More specifically, we are interested in graphs that can represent ‘connections, paths, deformations, and equivalences’. The basic graph model for this is made up of nodes (also called vertices) and links (also called ‘edges’) such that nodes are where links meet and edges/links connect nodes. Consider these three graphs:

Figure 1: simple graphs with nodes and links

The left hand graph is one of the most basic graphs – two nodes (n1 and n2) connected with one link (v1). The middle graph is a little more complicated with three nodes and three links – to get from n1 to n3 we could either take v1 to n2 and then v2 to n3 or we could take v3 directly to n3. Anyone who has navigated on a car journey or booked an airline flight has had to think about such topologies. The classic map of the London Underground is such a topological map.

The right-hand graph adds the concept of directedness; a link has a direction so that you can only traverse a link in the direction indicated. A graph is cyclic if a path can circle or loop, it is acyclic if it cannot. This distinction matters in some mathematical analyses of directed graphs but in our decision-making concept maps, we are less concerned about cycles. In our example the right-hand graph is a ‘directed acyclic graph’ or DAG.

We have long been working with pathway-based virtual scenarios that are essentially DAGs. We developed OpenLabyrinth, now OLab, as a software platform to build DAG-based activities where a learner traverses a teacher-defined set of pathways making decisions on which specific paths they will follow. We call an OLab DAG a ‘map’ as there is an underlying topology.

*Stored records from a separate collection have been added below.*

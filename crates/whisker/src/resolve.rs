//! Resolution of expression symbols against the context chain.

use log::trace;

use whisker_core::Value;
use whisker_parser::{Symbol, SymbolKind};

use crate::context::RenderContext;

/// Supplies a value for a path that resolved to nothing.
pub type Resolver<'a> = dyn Fn(&str) -> Value + 'a;

/// Resolve the symbols of an expression or argument to a value.
///
/// An empty symbol list yields the current model. A single literal yields
/// its typed value. Otherwise the symbols form a path: `../` moves to the
/// parent scope, `./` and a leading `this` stay on the current one, `@`
/// reads a variable of that scope only, and `@root.` restarts at the
/// outermost model. A path that resolves to nothing, including one that
/// climbs past the outermost scope, goes to `resolver`.
pub(crate) fn resolve(
    symbols: &[Symbol],
    context: &RenderContext<'_>,
    resolver: Option<&Resolver<'_>>,
) -> Value {
    let [first, rest @ ..] = symbols else {
        return context.model().clone();
    };
    if rest.is_empty()
        && let Some(value) = literal(first)
    {
        return value;
    }

    let mut scope = Some(context);
    let mut variable = false;
    let mut path = String::new();
    for symbol in symbols {
        match symbol.kind() {
            SymbolKind::At => variable = true,
            SymbolKind::CurrentContext => {}
            SymbolKind::ParentContext => scope = scope.and_then(RenderContext::parent),
            SymbolKind::Dot | SymbolKind::Slash => path.push('.'),
            _ if symbol.content() == "this" && path.is_empty() => {}
            _ => path.push_str(symbol.content()),
        }
    }
    let path = path.strip_prefix('.').unwrap_or(&path);
    trace!(path = path, variable = variable; "Resolving path");

    // `../` past the outermost scope.
    let Some(scope) = scope else {
        return match resolver {
            Some(fallback) if !variable => fallback(path),
            _ => Value::Null,
        };
    };

    if variable {
        if path == "root" {
            return scope.root().model().clone();
        }
        return match path.strip_prefix("root.") {
            Some(rest) => lookup(scope.root().model(), rest, resolver),
            None => scope.variable(path).cloned().unwrap_or_default(),
        };
    }
    lookup(scope.model(), path, resolver)
}

fn lookup(model: &Value, path: &str, resolver: Option<&Resolver<'_>>) -> Value {
    match model.lookup_path(path) {
        Some(value) => value,
        None => resolver.map(|fallback| fallback(path)).unwrap_or_default(),
    }
}

/// The typed value of a literal symbol.
fn literal(symbol: &Symbol) -> Option<Value> {
    let content = symbol.content();
    match symbol.kind() {
        SymbolKind::StringLiteral => Some(Value::String(unquote(content))),
        SymbolKind::IntegerLiteral => Some(integer(content)),
        SymbolKind::RealLiteral => content.parse().ok().map(Value::Float),
        SymbolKind::Identifier | SymbolKind::Keyword => match content {
            "true" => Some(Value::Bool(true)),
            "false" => Some(Value::Bool(false)),
            _ => None,
        },
        _ => None,
    }
}

fn integer(content: &str) -> Value {
    let parsed = match content
        .strip_prefix("0x")
        .or_else(|| content.strip_prefix("0X"))
    {
        Some(digits) => i64::from_str_radix(digits, 16).ok(),
        None => content.parse().ok(),
    };
    match parsed {
        Some(value) => Value::Int(value),
        // Out of range for i64.
        None => content
            .parse()
            .map(Value::Float)
            .unwrap_or_else(|_| Value::String(content.to_string())),
    }
}

/// Strip the quotes of a string literal and unescape `\"`, `\'` and `\\`.
fn unquote(content: &str) -> String {
    let mut chars = content.chars();
    let Some(quote) = chars.next() else {
        return String::new();
    };
    let inner = chars.as_str();
    let inner = inner.strip_suffix(quote).unwrap_or(inner);

    let mut unquoted = String::with_capacity(inner.len());
    let mut escaped = false;
    for c in inner.chars() {
        if escaped {
            if c != quote && c != '\\' {
                unquoted.push('\\');
            }
            unquoted.push(c);
            escaped = false;
        } else if c == '\\' {
            escaped = true;
        } else {
            unquoted.push(c);
        }
    }
    if escaped {
        unquoted.push('\\');
    }
    unquoted
}

#[cfg(test)]
mod tests {
    use super::*;

    use serde_json::json;
    use whisker_parser::{Document, SpanKind, TagRegistry, compile};

    /// Symbols of the first expression or parameter span in `source`.
    fn symbols_of(source: &str, kind: SpanKind) -> Vec<Symbol> {
        let document: Document = compile(source, &TagRegistry::standard()).unwrap();
        document
            .spans()
            .find(|(_, span)| span.kind() == kind)
            .map(|(_, span)| span.symbols().to_vec())
            .unwrap()
    }

    fn resolve_in(source: &str, context: &RenderContext<'_>) -> Value {
        resolve(&symbols_of(source, SpanKind::Expression), context, None)
    }

    #[test]
    fn test_resolve_paths() {
        let context = RenderContext::new(Value::from(json!({
            "name": "Matt",
            "person": {"address": {"city": "Leeds"}},
            "items": [10, 20],
        })));

        assert_eq!(resolve_in("{{name}}", &context), Value::from("Matt"));
        assert_eq!(resolve_in("{{this.name}}", &context), Value::from("Matt"));
        assert_eq!(resolve_in("{{./name}}", &context), Value::from("Matt"));
        assert_eq!(
            resolve_in("{{person.address.city}}", &context),
            Value::from("Leeds")
        );
        assert_eq!(
            resolve_in("{{person/address/city}}", &context),
            Value::from("Leeds")
        );
        assert_eq!(resolve_in("{{items.1}}", &context), Value::Int(20));
        assert_eq!(resolve_in("{{missing}}", &context), Value::Null);
        assert_eq!(resolve_in("{{this}}", &context), context.model().clone());
    }

    #[test]
    fn test_resolve_parent_and_root() {
        let root = RenderContext::new(Value::from(json!({"title": "Top"})));
        let mut child = root.scope(Value::from(json!({"title": "Inner"})));
        child.set_variable("index", 2);

        assert_eq!(resolve_in("{{title}}", &child), Value::from("Inner"));
        assert_eq!(resolve_in("{{../title}}", &child), Value::from("Top"));
        assert_eq!(resolve_in("{{@root.title}}", &child), Value::from("Top"));
        assert_eq!(resolve_in("{{@index}}", &child), Value::Int(2));
        assert_eq!(resolve_in("{{@first}}", &child), Value::Null);
        assert_eq!(resolve_in("{{../title}}", &root), Value::Null);
    }

    #[test]
    fn test_variables_do_not_leak_into_child_scopes() {
        let root = RenderContext::new(Value::from(json!({"items": [{}]})));
        let mut item = root.scope(Value::from(json!({})));
        item.set_variable("index", 1);
        let nested = item.scope(Value::from(json!({})));

        assert_eq!(resolve_in("{{@index}}", &item), Value::Int(1));
        assert_eq!(resolve_in("{{@index}}", &nested), Value::Null);
        assert_eq!(resolve_in("{{@../index}}", &nested), Value::Int(1));
    }

    #[test]
    fn test_parent_past_root_uses_resolver() {
        let root = RenderContext::new(Value::from(json!({"title": "Top"})));
        let resolver = |path: &str| Value::from(format!("<{path}>"));

        let symbols = symbols_of("{{../title}}", SpanKind::Expression);
        assert_eq!(
            resolve(&symbols, &root, Some(&resolver)),
            Value::from("<title>")
        );
        assert_eq!(resolve(&symbols, &root, None), Value::Null);

        let symbols = symbols_of("{{@../index}}", SpanKind::Expression);
        assert_eq!(resolve(&symbols, &root, Some(&resolver)), Value::Null);
    }

    #[test]
    fn test_resolve_literals() {
        let context = RenderContext::new(Value::Null);
        let argument = |source: &str| {
            resolve(&symbols_of(source, SpanKind::Parameter), &context, None)
        };

        assert_eq!(argument(r#"{{x "Matt"}}"#), Value::from("Matt"));
        assert_eq!(argument(r#"{{x 'it\'s'}}"#), Value::from("it's"));
        assert_eq!(argument("{{x 42}}"), Value::Int(42));
        assert_eq!(argument("{{x 0x1F}}"), Value::Int(31));
        assert_eq!(argument("{{x 1.5}}"), Value::Float(1.5));
        assert_eq!(argument("{{x true}}"), Value::Bool(true));
    }

    #[test]
    fn test_unknown_value_resolver() {
        let context = RenderContext::new(Value::from(json!({"name": null})));
        let resolver = |path: &str| Value::from(format!("<{path}>"));

        let symbols = symbols_of("{{person.name}}", SpanKind::Expression);
        assert_eq!(
            resolve(&symbols, &context, Some(&resolver)),
            Value::from("<person.name>")
        );

        let symbols = symbols_of("{{name}}", SpanKind::Expression);
        assert_eq!(resolve(&symbols, &context, Some(&resolver)), Value::Null);
    }

    #[test]
    fn test_unquote_escapes() {
        assert_eq!(unquote(r#""a\"b""#), r#"a"b"#);
        assert_eq!(unquote(r#""a\\b""#), r"a\b");
        assert_eq!(unquote(r#""a\nb""#), r"a\nb");
        assert_eq!(unquote("''"), "");
    }
}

For instance, the following two graphs in Figure 2 have the same topology but represent different things, the activity DAG on the left is about eating cake, the informational DAG on the right represents knowledge required to bake a cake:

Figure 2: two graphs representing different processes

DAGs are topological rather than cartesian – in a traditional cartesian map, placement of nodes on the map is important and has meaning; in a topological map, the positions of nodes are arbitrary, as are the size and shape of nodes, the length and direction of edges, and it is only the connections between the nodes (vertices) that matter. As an example, these two in Figure 3 share the same topology even though they are geometrically different (start and end nodes marked in white):

Figure 3: topologically equivalent graphs

Links can also be weighted or qualified thus:

Figure 4: weighted links or edges

This adds a semantic dimension: some links are stronger, of greater value, or otherwise qualified. Dimensions within a graph therefore include: what each node represents, what each link represents, what different sequences or pathways represent and so on. Weighted DAGs are essentially the path modelling aspect of structural equation modeling; qualitatively marked-up paths are essentially a kind of logic diagram, used for instance in representing program theories that might be found in realist inquiry.

In this context, we are working in at least three dimensions across graphs (in addition to the dimensions within graphs, each of which can be represented in one or more DAGs:

• Activity design – the predefined ways that someone is allowed to perform within an assessment event (bottom layer in Figure 5 )
• Performance report – the way a candidate does perform in an assessment event or the aggregate of multiple performances, either of the same candidate or of multiple candidates
• Construct emergence – the constructs (nodes) and relationships between them (edges) of what we are trying to assess in terms of tangible variables and latent constructs (SEMs)

Figure 5: three layers of DAGs

In this visual example in Figure 5, there are the three layers of DAGs (activity, performance, construct (A, P, C) – on left) that can be mapped to each other (on right). Note that in the construct emergence DAG, the white triangles are measurable variables and the black triangles are latent variables. There are therefore 6 DAGs here – the three basic DAGs: A, P, and C, plus the three DAGs that connect them AP, AC, PC.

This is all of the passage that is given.